Saved entries
________________

use std::net::{IpAddr, Ipv4Addr, SocketAddr};

/// Port the Azure Functions host hands to custom handlers.
const FUNCTIONS_PORT_VAR: &str = "FUNCTIONS_CUSTOMHANDLER_PORT";
const DEFAULT_PORT: u16 = 7071;

#[derive(Debug, thiserror::Error)]
pub enum ServerConfigError {
    #[error("{name} is not a valid port: {value}")]
    InvalidPort { name: &'static str, value: String },

    #[error("BIND_HOST is not a valid IP address: {0}")]
    InvalidHost(String),
}

#[derive(Debug, Clone, PartialEq, Eq)]
pub struct ServerConfig {
    pub addr: SocketAddr,
}

impl ServerConfig {
    pub fn from_env() -> Result<Self, ServerConfigError> {
        Self::from_lookup(|key| std::env::var(key).ok())
    }

    pub fn from_lookup(lookup: impl Fn(&str) -> Option<String>) -> Result<Self, ServerConfigError> {
        let host = match lookup("BIND_HOST") {
            Some(raw) => raw
                .parse::<IpAddr>()
                .map_err(|_| ServerConfigError::InvalidHost(raw))?,
            None => IpAddr::V4(Ipv4Addr::LOCALHOST),
        };

        let port = match [FUNCTIONS_PORT_VAR, "PORT"]
            .into_iter()
            .find_map(|name| lookup(name).map(|value| (name, value)))
        {
            Some((name, value)) => value
                .trim()
                .parse::<u16>()
                .map_err(|_| ServerConfigError::InvalidPort { name, value })?,
            None => DEFAULT_PORT,
        };

        Ok(Self {
            addr: SocketAddr::new(host, port),
        })
    }
}

#[cfg(test)]
mod tests {
    use super::*;
    use std::collections::HashMap;

    fn lookup(pairs: &[(&str, &str)]) -> impl Fn(&str) -> Option<String> {
        let map: HashMap<String, String> = pairs
            .iter()
            .map(|(k, v)| (k.to_string(), v.to_string()))
            .collect();
        move |key: &str| map.get(key).cloned()
    }

    #[test]
    fn test_defaults() {
        let config = ServerConfig::from_lookup(lookup(&[])).unwrap();
        assert_eq!(config.addr, "127.0.0.1:7071".parse().unwrap());
    }

    #[test]
    fn test_functions_port_wins() {
        let config = ServerConfig::from_lookup(lookup(&[
            ("FUNCTIONS_CUSTOMHANDLER_PORT", "40123"),
            ("PORT", "8080"),
        ]))
        .unwrap();
        assert_eq!(config.addr.port(), 40123);
    }

    #[test]
    fn test_bind_host_and_port() {
        let config =
            ServerConfig::from_lookup(lookup(&[("BIND_HOST", "0.0.0.0"), ("PORT", "8080")])).unwrap();
        assert_eq!(config.addr, "0.0.0.0:8080".parse().unwrap());
    }

    #[test]
    fn test_invalid_values() {
        assert!(matches!(
            ServerConfig::from_lookup(lookup(&[("PORT", "eighty")])),
            Err(ServerConfigError::InvalidPort { name: "PORT", .. })
        ));
        assert!(matches!(
            ServerConfig::from_lookup(lookup(&[("BIND_HOST", "localhost")])),
            Err(ServerConfigError::InvalidHost(_))
        ));
    }
}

________________

(Exercise): The answer must consist of each line from the entries that contains the string "HashMap".

(Finished exercise):
    use std::collections::HashMap;
        let map: HashMap<String, String> = pairs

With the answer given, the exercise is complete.